Technology and Innovation
Target’s most commercially distinctive sustainability technology innovation is its renewable energy infrastructure programme. The Vista, California store is Target’s first net-zero energy certified store, generating more energy on-site than it consumes through rooftop solar and advanced building management systems. Target built the largest rooftop solar array in New York at its Wilton, New York distribution center, and executes long-term virtual power purchase agreements (VPPAs) for wind power, including the Castle Gap Wind project in Texas through Swift Current Energy. The Forward Renew programme, co-developed with Schneider Electric, is an industry-leading model for enabling retail suppliers to access renewable energy through collective procurement arrangements.
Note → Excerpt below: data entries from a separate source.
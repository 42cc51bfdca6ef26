//! # NetBridge
//!
//! `netbridge` is a bidirectional bridge between a wide-area IoT network's
//! MQTT broker and an internal processing platform. It keeps one persistent,
//! authenticated broker connection open, subscribes to the uplink topics of a
//! configured device set, and hands every received message to an ingestion
//! callback. Downlink messages travel the other way: callers publish them to
//! a specific device through the same connection.
//!
//! ## Core Modules
//!
//! The library is structured into several modules, each with a distinct responsibility:
//!
//! - `config`: Handles loading and merging bridge configuration from files and environment.
//! - `router`: Pure translation between domain messages and broker topic strings.
//! - `session`: The broker session: connection lifecycle, receive loop, subscribe/publish.
//! - `utils`: Shared utilities, such as error types and logging setup.

pub mod config;
pub mod router;
pub mod session;
pub mod utils;
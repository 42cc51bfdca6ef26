mod settings;

use crate::config::settings::PartialSettings;
use config::{Config, ConfigError, Environment, File};

pub use settings::Settings;
pub use settings::{BrokerSettings, LogSettings, NetworkSettings};
pub use settings::{DEFAULT_DEVICE_FILTER, DEFAULT_KEEPALIVE_SECS, DEFAULT_PORT};

/// Loads the configuration from the default file and environment variables.
/// Merges the configuration with default values; required keys (network id,
/// access key, broker host) fail loading when absent so credentials are
/// never baked into the binary.
///
/// Environment variables use a double-underscore separator, e.g.
/// `NETWORK__ACCESS_KEY` maps to `network.access_key`.
pub fn load_config() -> Result<Settings, ConfigError> {
    let builder = Config::builder()
        .add_source(File::with_name("config/default").required(false))
        .add_source(Environment::default().separator("__"));

    let config = builder.build()?;

    // Try to deserialize what is available
    let partial: PartialSettings = config.try_deserialize()?;

    // Merge with defaults
    let default = Settings::default();

    let network = partial
        .network
        .ok_or_else(|| ConfigError::Message("missing [network] settings".to_string()))?;
    let broker = partial
        .broker
        .ok_or_else(|| ConfigError::Message("missing [broker] settings".to_string()))?;

    let id = network
        .id
        .filter(|v| !v.is_empty())
        .ok_or_else(|| ConfigError::Message("network.id is required".to_string()))?;
    let access_key = network
        .access_key
        .filter(|v| !v.is_empty())
        .ok_or_else(|| ConfigError::Message("network.access_key is required".to_string()))?;
    let host = broker
        .host
        .filter(|v| !v.is_empty())
        .ok_or_else(|| ConfigError::Message("broker.host is required".to_string()))?;

    Ok(Settings {
        network: NetworkSettings {
            id,
            access_key,
            device_filter: network
                .device_filter
                .filter(|v| !v.is_empty())
                .unwrap_or(default.network.device_filter),
        },
        broker: BrokerSettings {
            host,
            port: broker.port.unwrap_or(default.broker.port),
            keepalive_secs: broker
                .keepalive_secs
                .unwrap_or(default.broker.keepalive_secs),
        },
        log: LogSettings {
            level: partial
                .log
                .and_then(|l| l.level)
                .unwrap_or(default.log.level),
        },
    })
}

#[cfg(test)]
mod tests;
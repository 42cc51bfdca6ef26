//! The `router` module translates between domain concepts (network id,
//! device id, direction) and broker topic strings.
//!
//! It is pure and side-effect free: the session delegates to it for building
//! the uplink subscription filter, for formatting downlink publish topics,
//! and for parsing the topic of every received frame before the message is
//! handed to the ingestion callback.

pub mod message;
pub mod topic;

pub use message::{InboundMessage, OutboundMessage};
pub use topic::{Direction, Topic, TopicRouter};
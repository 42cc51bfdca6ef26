use std::fmt;

/// Lifecycle state of the broker session.
///
/// Transitions are driven by broker acknowledgements and transport errors:
/// `Disconnected` → `Connecting` → `Connected` → `Subscribed`, back to
/// `Connecting` on a transport drop, and `Failed` terminally when the broker
/// rejects the credentials after startup.
#[derive(Debug, Clone, Copy, PartialEq, Eq)]
pub enum ConnectionState {
    Disconnected,
    Connecting,
    Connected,
    Subscribed,
    Failed,
}

impl ConnectionState {
    /// Publishing is only valid once the broker has acknowledged the
    /// connection.
    pub fn can_publish(self) -> bool {
        matches!(self, ConnectionState::Connected | ConnectionState::Subscribed)
    }
}

impl fmt::Display for ConnectionState {
    fn fmt(&self, f: &mut fmt::Formatter<'_>) -> fmt::Result {
        let name = match self {
            ConnectionState::Disconnected => "disconnected",
            ConnectionState::Connecting => "connecting",
            ConnectionState::Connected => "connected",
            ConnectionState::Subscribed => "subscribed",
            ConnectionState::Failed => "failed",
        };
        f.write_str(name)
    }
}
//! The `error` module defines the error types used within the `netbridge`
//! application.
//!
//! The taxonomy separates three failure classes with different propagation
//! rules: connection-level failures are fatal to startup, publish failures
//! are returned to the caller of the downlink API, and routing failures are
//! logged and dropped on the receive path.

use thiserror::Error;

/// Errors raised while establishing (or re-authenticating) the broker
/// connection. All of these are fatal: credentials and host are static, so
/// there is no point retrying before the first successful connect.
#[derive(Debug, Error)]
pub enum ConnectionError {
    /// The broker host could not be reached at the transport level.
    #[error("broker unreachable: {0}")]
    Unreachable(String),

    /// The broker refused the network id / access key pair.
    #[error("broker rejected credentials")]
    AuthRejected,

    /// The broker misbehaved at the protocol level.
    #[error("broker protocol error: {0}")]
    ProtocolError(String),
}

impl ConnectionError {
    /// Classifies a transport-level error from the MQTT client into the
    /// connection taxonomy.
    pub(crate) fn from_transport(err: rumqttc::ConnectionError) -> Self {
        use rumqttc::ConnectReturnCode;

        match err {
            rumqttc::ConnectionError::Io(e) => ConnectionError::Unreachable(e.to_string()),
            rumqttc::ConnectionError::NetworkTimeout => {
                ConnectionError::Unreachable("connection timed out".to_string())
            }
            rumqttc::ConnectionError::ConnectionRefused(
                ConnectReturnCode::BadUserNamePassword | ConnectReturnCode::NotAuthorized,
            ) => ConnectionError::AuthRejected,
            other => ConnectionError::ProtocolError(other.to_string()),
        }
    }
}

/// Returns true when a transport error signals a credential rejection, which
/// is the one mid-run failure that must not be retried.
pub(crate) fn is_auth_rejection(err: &rumqttc::ConnectionError) -> bool {
    use rumqttc::ConnectReturnCode;

    matches!(
        err,
        rumqttc::ConnectionError::ConnectionRefused(
            ConnectReturnCode::BadUserNamePassword | ConnectReturnCode::NotAuthorized,
        )
    )
}

/// Errors returned to callers of the downlink publish API.
#[derive(Debug, Error)]
pub enum PublishError {
    /// The session is not currently connected; no I/O was performed. The
    /// caller decides whether to retry or drop.
    #[error("not connected to the broker")]
    NotConnected,

    /// The downlink topic could not be built from the given device id.
    #[error("cannot build downlink topic: {0}")]
    InvalidTopic(#[from] RoutingError),

    /// The publish request could not be handed to the MQTT client.
    #[error("publish request rejected: {0}")]
    Client(#[from] rumqttc::ClientError),
}

/// Errors raised by topic parsing and construction.
///
/// On the receive path these are logged and the offending message dropped;
/// one unroutable topic must never terminate the receive loop.
#[derive(Debug, Clone, PartialEq, Eq, Error)]
pub enum RoutingError {
    /// The raw topic does not match `<network>/devices/<device>/<direction>`.
    #[error("malformed topic '{0}'")]
    Malformed(String),

    /// The device id is empty or contains the topic separator.
    #[error("invalid device id '{0}'")]
    InvalidDeviceId(String),

    /// The topic belongs to a different network than this session.
    #[error("topic network '{actual}' does not match session network '{expected}'")]
    NetworkMismatch { expected: String, actual: String },
}
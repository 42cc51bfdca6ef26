//! The `session` module owns the broker connection.
//!
//! It wraps the MQTT client with the bridge's lifecycle: authenticated
//! connect, a cancellable receive loop that re-subscribes after every
//! reconnect, and a publish handle for downlink messages that is safe to use
//! from other tasks while the loop runs.

pub mod backoff;
pub mod engine;
pub mod handler;
pub mod state;

pub use engine::{Session, SessionHandle};
pub use handler::{HandlerError, LoggingHandler, UplinkHandler};
pub use state::ConnectionState;

#[cfg(test)]
mod tests;
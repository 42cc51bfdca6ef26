use tokio_util::sync::CancellationToken;
use tracing::{error, info};

use netbridge::config::load_config;
use netbridge::session::{LoggingHandler, Session};
use netbridge::utils::logging;

#[tokio::main]
async fn main() {
    dotenvy::dotenv().ok();

    let settings = match load_config() {
        Ok(settings) => settings,
        Err(err) => {
            eprintln!("invalid configuration: {err}");
            std::process::exit(1);
        }
    };

    logging::init(&settings.log.level);
    info!(
        network = %settings.network.id,
        host = %settings.broker.host,
        "starting network bridge"
    );

    let session = match Session::connect(&settings).await {
        Ok(session) => session,
        Err(err) => {
            error!(error = %err, "failed to connect to broker");
            std::process::exit(1);
        }
    };

    let cancel = CancellationToken::new();
    {
        let cancel = cancel.clone();
        tokio::spawn(async move {
            if tokio::signal::ctrl_c().await.is_ok() {
                info!("interrupt received, shutting down");
                cancel.cancel();
            }
        });
    }

    if let Err(err) = session.run(LoggingHandler, cancel).await {
        error!(error = %err, "bridge terminated");
        std::process::exit(1);
    }
}
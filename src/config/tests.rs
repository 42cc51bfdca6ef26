use serial_test::serial;

use super::settings::Settings;
use super::load_config;

#[test]
fn test_default_settings() {
    let settings = Settings::default();
    assert_eq!(settings.network.device_filter, "+");
    assert_eq!(settings.broker.port, 1883);
    assert_eq!(settings.broker.keepalive_secs, 60);
    assert_eq!(settings.log.level, "info");
}

#[test]
#[serial]
fn test_load_config_from_environment() {
    temp_env::with_vars(
        [
            ("NETWORK__ID", Some("lora-fing")),
            ("NETWORK__ACCESS_KEY", Some("test-key")),
            ("BROKER__HOST", Some("us-west.thethings.network")),
        ],
        || {
            let settings = load_config().expect("config should load");
            assert_eq!(settings.network.id, "lora-fing");
            assert_eq!(settings.network.access_key, "test-key");
            assert_eq!(settings.network.device_filter, "+");
            assert_eq!(settings.broker.host, "us-west.thethings.network");
            assert_eq!(settings.broker.port, 1883);
            assert_eq!(settings.broker.keepalive_secs, 60);
        },
    );
}

#[test]
#[serial]
fn test_environment_overrides_defaults() {
    temp_env::with_vars(
        [
            ("NETWORK__ID", Some("lora-fing")),
            ("NETWORK__ACCESS_KEY", Some("test-key")),
            ("NETWORK__DEVICE_FILTER", Some("sensor1")),
            ("BROKER__HOST", Some("localhost")),
            ("BROKER__PORT", Some("8883")),
            ("BROKER__KEEPALIVE_SECS", Some("30")),
            ("LOG__LEVEL", Some("debug")),
        ],
        || {
            let settings = load_config().expect("config should load");
            assert_eq!(settings.network.device_filter, "sensor1");
            assert_eq!(settings.broker.port, 8883);
            assert_eq!(settings.broker.keepalive_secs, 30);
            assert_eq!(settings.log.level, "debug");
        },
    );
}

#[test]
#[serial]
fn test_missing_access_key_fails() {
    temp_env::with_vars(
        [
            ("NETWORK__ID", Some("lora-fing")),
            ("NETWORK__ACCESS_KEY", None::<&str>),
            ("BROKER__HOST", Some("localhost")),
        ],
        || {
            assert!(load_config().is_err());
        },
    );
}

#[test]
#[serial]
fn test_empty_network_id_fails() {
    temp_env::with_vars(
        [
            ("NETWORK__ID", Some("")),
            ("NETWORK__ACCESS_KEY", Some("test-key")),
            ("BROKER__HOST", Some("localhost")),
        ],
        || {
            assert!(load_config().is_err());
        },
    );
}
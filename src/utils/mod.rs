//! The `utils` module provides a collection of utility functions and common
//! definitions used across the `netbridge` application.
//!
//! This module centralizes reusable components, such as the error taxonomy
//! and logging initialization, to promote code consistency and reduce
//! duplication.

pub mod error;
pub mod logging;
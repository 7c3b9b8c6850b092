use thiserror::Error;

use ostore_xml::XmlError;

/// Errors raised by the change-tracking core.
///
/// Validation failures are raised at the mutating call and never leave a
/// component partially mutated; XML restore failures abort the whole
/// restore for the offending element.
#[derive(Debug, Error)]
pub enum StoreError {
    #[error("invalid argument for {field}: {message}")]
    InvalidArgument { field: String, message: String },

    #[error("key has no part named '{part}'")]
    UnknownKeyPart { part: String },

    #[error("key arity mismatch: {names} part names, {values} values")]
    InvalidKeyArity { names: usize, values: usize },

    #[error("collection of '{expected}' cannot accept a member of type '{found}'")]
    TypeMismatch { expected: String, found: String },

    #[error("no member factory registered for element <{node}>")]
    UnknownMemberType { node: String },

    #[error(
        "cannot persist '{component_type}' while it is marked for deletion; \
         emit its delete first"
    )]
    InvalidPersistTransition { component_type: String },

    #[error("identifier generation failed for '{component_type}': {message}")]
    IdentifierGenerationFailed {
        component_type: String,
        message: String,
    },

    #[error(transparent)]
    Xml(#[from] XmlError),
}

pub type Result<T> = std::result::Result<T, StoreError>;
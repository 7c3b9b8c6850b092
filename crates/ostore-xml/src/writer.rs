//! Serialization of the element tree through `quick_xml::Writer`.

use quick_xml::Writer;
use quick_xml::events::{BytesDecl, BytesEnd, BytesStart, BytesText, Event};

use crate::element::XmlElement;
use crate::error::Result;

pub(crate) fn to_string(element: &XmlElement) -> Result<String> {
    let mut writer = Writer::new_with_indent(Vec::new(), b' ', 2);
    write_element(&mut writer, element)?;
    into_string(writer)
}

pub(crate) fn to_document_string(element: &XmlElement) -> Result<String> {
    let mut writer = Writer::new_with_indent(Vec::new(), b' ', 2);
    writer.write_event(Event::Decl(BytesDecl::new("1.0", Some("UTF-8"), None)))?;
    write_element(&mut writer, element)?;
    into_string(writer)
}

fn write_element<W: std::io::Write>(writer: &mut Writer<W>, element: &XmlElement) -> Result<()> {
    let mut start = BytesStart::new(element.name());
    for (key, value) in element.attributes_raw() {
        start.push_attribute((key.as_str(), value.as_str()));
    }

    if element.children().is_empty() && element.text().is_none() {
        writer.write_event(Event::Empty(start))?;
        return Ok(());
    }

    writer.write_event(Event::Start(start))?;
    if let Some(text) = element.text() {
        writer.write_event(Event::Text(BytesText::new(text)))?;
    }
    for child in element.children() {
        write_element(writer, child)?;
    }
    writer.write_event(Event::End(BytesEnd::new(element.name())))?;
    Ok(())
}

fn into_string(writer: Writer<Vec<u8>>) -> Result<String> {
    let bytes = writer.into_inner();
    Ok(String::from_utf8_lossy(&bytes).into_owned())
}
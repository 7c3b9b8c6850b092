//! Delta emission: serializing only the changes needed to bring the
//! backing store in sync.
//!
//! Ordering contract, honored by composites and by the collection
//! helpers: deletions across all owned collections first, then the
//! component's own insert/update element, then each collection's live
//! insertions and updates in declaration order. A component marked for
//! deletion emits its own delete element first and the deletes of its
//! children nested inside it.

use ostore_xml::XmlElement;

use crate::component::{Component, KeyGenerator};
use crate::error::Result;
use crate::key::Key;
use crate::state::{ComponentState, DeltaAction};

/// Name of the attribute carrying the delta action on emitted elements.
pub const ACTION_ATTRIBUTE: &str = "action";

/// Copy parent key parts into a child key.
///
/// Every part of `parent` that has a same-named, still-unassigned part in
/// `key` is copied by value; the child never holds a live reference to the
/// parent's key.
pub fn apply_parent_key(key: &mut Key, parent: Option<&Key>) {
    let Some(parent) = parent else { return };
    for (name, value, assigned) in parent.parts() {
        if !assigned {
            continue;
        }
        if let Ok(false) = key.is_part_assigned(name) {
            // set_part cannot fail here: the part was just found.
            let _ = key.set_part(name, value);
        }
    }
}

/// Tag `element` with `action` and append it under `out`.
pub fn push_with_action(out: &mut XmlElement, mut element: XmlElement, action: DeltaAction) {
    element.set_attribute(ACTION_ATTRIBUTE, action.as_str());
    out.add_child(element);
}

/// Default delta emission for leaf components (no owned collections).
pub fn emit_leaf<T: Component>(
    component: &mut T,
    out: &mut XmlElement,
    generator: &mut dyn KeyGenerator,
    parent_key: Option<&Key>,
) -> Result<()> {
    apply_parent_key(component.tracker_mut().key_mut(), parent_key);
    let state = component.state();
    let Some(action) = state.delta_action() else {
        tracing::debug!(
            component_type = component.component_type(),
            "skipping unmodified component in delta"
        );
        return Ok(());
    };
    if state == ComponentState::New {
        component.tracker_mut().assign_key(generator)?;
    }
    push_with_action(out, component.to_xml(), action);
    Ok(())
}

/// Scratch buffer for building a delta document.
///
/// Emission is not transactional at the XML level: helpers leave already
/// appended fragments in place when a later step fails. Callers needing
/// all-or-nothing behavior build into a `DeltaDocument` and only attach
/// the result to their real document on success.
#[derive(Debug, Clone)]
pub struct DeltaDocument {
    root: XmlElement,
}

impl DeltaDocument {
    pub fn new(root_name: impl Into<String>) -> Self {
        Self {
            root: XmlElement::new(root_name),
        }
    }

    /// Emit `component`'s pending changes into this document.
    pub fn emit<T: Component>(
        &mut self,
        component: &mut T,
        generator: &mut dyn KeyGenerator,
    ) -> Result<()> {
        component.to_delta_xml(&mut self.root, generator, None)
    }

    /// True when nothing was emitted.
    pub fn is_empty(&self) -> bool {
        self.root.children().is_empty()
    }

    pub fn root(&self) -> &XmlElement {
        &self.root
    }

    /// Consume the buffer, attaching its root under `target`.
    pub fn attach_to(self, target: &mut XmlElement) {
        target.add_child(self.root);
    }

    pub fn into_root(self) -> XmlElement {
        self.root
    }
}
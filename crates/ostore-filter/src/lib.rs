//! Relationship query filters for the object store.
//!
//! A [`RelationshipFilter`] collects optional criteria (category, names,
//! type, endpoints, content types, properties, revision scoping) and can
//! be evaluated in memory against [`RelationshipRecord`]s or handed to a
//! [`RelationshipProcessor`] implementation for execution against a
//! backing store. Filters round-trip through the XML element model in
//! `ostore-xml`.

pub mod enums;
pub mod error;
pub mod filter;
pub mod locator;
pub mod processor;
pub mod record;

pub use enums::{FOLDER_CONTENT_NAME, ObjectType, RelationshipCategory, RelationshipKind};
pub use error::{FilterError, Result};
pub use filter::RelationshipFilter;
pub use locator::ItemLocator;
pub use processor::RelationshipProcessor;
pub use record::RelationshipRecord;
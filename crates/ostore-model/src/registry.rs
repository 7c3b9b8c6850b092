//! Explicit member factories for collection restore.
//!
//! The original design instantiated collection members reflectively from a
//! class-name string; here the caller registers a factory per node name
//! and unknown tags fail with a typed error instead of a loading failure.

use std::collections::BTreeMap;

use ostore_xml::XmlElement;

use crate::error::{Result, StoreError};

/// Builds one member from its serialized element.
pub type MemberFactory<T> = fn(&XmlElement) -> Result<T>;

/// Maps XML node names to member factories.
///
/// Used by collection `from_xml_with` restore when members of several
/// concrete tags map into one member type (usually an enum).
#[derive(Debug, Clone)]
pub struct MemberRegistry<T> {
    factories: BTreeMap<String, MemberFactory<T>>,
}

impl<T> MemberRegistry<T> {
    pub fn new() -> Self {
        Self {
            factories: BTreeMap::new(),
        }
    }

    pub fn register(&mut self, node_name: impl Into<String>, factory: MemberFactory<T>) {
        self.factories.insert(node_name.into(), factory);
    }

    /// Builder form of [`register`](Self::register).
    #[must_use]
    pub fn with(mut self, node_name: impl Into<String>, factory: MemberFactory<T>) -> Self {
        self.register(node_name, factory);
        self
    }

    pub fn is_registered(&self, node_name: &str) -> bool {
        self.factories.contains_key(node_name)
    }

    /// Build a member from `element`, failing with
    /// [`StoreError::UnknownMemberType`] for unregistered tags.
    pub fn build(&self, element: &XmlElement) -> Result<T> {
        match self.factories.get(element.name()) {
            Some(factory) => factory(element),
            None => Err(StoreError::UnknownMemberType {
                node: element.name().to_string(),
            }),
        }
    }
}

impl<T> Default for MemberRegistry<T> {
    fn default() -> Self {
        Self::new()
    }
}
//! Event-stream parsing into the owned element tree.

use quick_xml::Reader;
use quick_xml::escape::unescape;
use quick_xml::events::{BytesStart, Event};

use crate::element::XmlElement;
use crate::error::{Result, XmlError};

pub(crate) fn parse(source: &str) -> Result<XmlElement> {
    let mut reader = Reader::from_str(source);

    let mut root: Option<XmlElement> = None;
    // Elements whose closing tag has not been seen yet, outermost first.
    let mut open: Vec<XmlElement> = Vec::new();

    loop {
        match reader.read_event()? {
            Event::Start(start) => {
                open.push(element_from_start(&start)?);
            }
            Event::Empty(start) => {
                let element = element_from_start(&start)?;
                attach(element, &mut open, &mut root)?;
            }
            Event::End(end) => {
                let mut element = open.pop().ok_or_else(|| XmlError::MismatchedClose {
                    expected: String::new(),
                    found: decode(end.name().as_ref()),
                })?;
                let closing = decode(end.name().as_ref());
                if element.name() != closing {
                    return Err(XmlError::MismatchedClose {
                        expected: element.name().to_string(),
                        found: closing,
                    });
                }
                // Whitespace between child elements is indentation, not
                // content.
                if !element.children().is_empty()
                    && element.text().is_some_and(|text| text.trim().is_empty())
                {
                    element.set_text(String::new());
                }
                attach(element, &mut open, &mut root)?;
            }
            Event::Text(text) => {
                if let Some(current) = open.last_mut() {
                    let raw = decode(&text);
                    let value = unescape(&raw)?;
                    if !value.is_empty() {
                        let mut combined = current.text().unwrap_or("").to_string();
                        combined.push_str(&value);
                        current.set_text(combined);
                    }
                }
            }
            Event::CData(data) => {
                if let Some(current) = open.last_mut() {
                    let mut combined = current.text().unwrap_or("").to_string();
                    combined.push_str(&decode(&data));
                    current.set_text(combined);
                }
            }
            Event::GeneralRef(reference) => {
                // Entity references inside text arrive as their own events.
                if let Some(current) = open.last_mut() {
                    let name = decode(&reference);
                    let resolved =
                        resolve_reference(&name).ok_or_else(|| XmlError::InvalidValue {
                            element: current.name().to_string(),
                            field: "entity".to_string(),
                            value: name.clone(),
                        })?;
                    let mut combined = current.text().unwrap_or("").to_string();
                    combined.push(resolved);
                    current.set_text(combined);
                }
            }
            Event::Eof => break,
            // Declarations, comments and processing instructions carry no
            // model content.
            _ => {}
        }
    }

    root.ok_or(XmlError::EmptyDocument)
}

fn element_from_start(start: &BytesStart<'_>) -> Result<XmlElement> {
    let mut element = XmlElement::new(decode(start.name().as_ref()));
    for attribute in start.attributes() {
        let attribute = attribute?;
        let key = decode(attribute.key.as_ref());
        let raw = decode(&attribute.value);
        let value = unescape(&raw)?;
        element.set_attribute(key, value.into_owned());
    }
    Ok(element)
}

/// Hand a completed element to its parent, or install it as the root.
fn attach(
    element: XmlElement,
    open: &mut Vec<XmlElement>,
    root: &mut Option<XmlElement>,
) -> Result<()> {
    if let Some(parent) = open.last_mut() {
        parent.add_child(element);
        return Ok(());
    }
    if let Some(existing) = root {
        return Err(XmlError::TrailingContent {
            root: existing.name().to_string(),
        });
    }
    *root = Some(element);
    Ok(())
}

fn decode(bytes: &[u8]) -> String {
    String::from_utf8_lossy(bytes).into_owned()
}

/// Resolve a predefined or numeric character reference.
fn resolve_reference(name: &str) -> Option<char> {
    match name {
        "lt" => Some('<'),
        "gt" => Some('>'),
        "amp" => Some('&'),
        "apos" => Some('\''),
        "quot" => Some('"'),
        _ => {
            let digits = name.strip_prefix('#')?;
            let code = match digits.strip_prefix(['x', 'X']) {
                Some(hex) => u32::from_str_radix(hex, 16).ok()?,
                None => digits.parse().ok()?,
            };
            char::from_u32(code)
        }
    }
}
For operational efficiency, Target applies natural refrigerants across new and remodelled stores to eliminate high-global-warming-potential HFC refrigerants from its food retail operations, and completes LED lighting retrofits across the estate to reduce electricity intensity. Machine learning demand forecasting, deployed to improve food inventory management, has contributed to the 55% operational food waste reduction from the 2017 baseline achieved in FY2024.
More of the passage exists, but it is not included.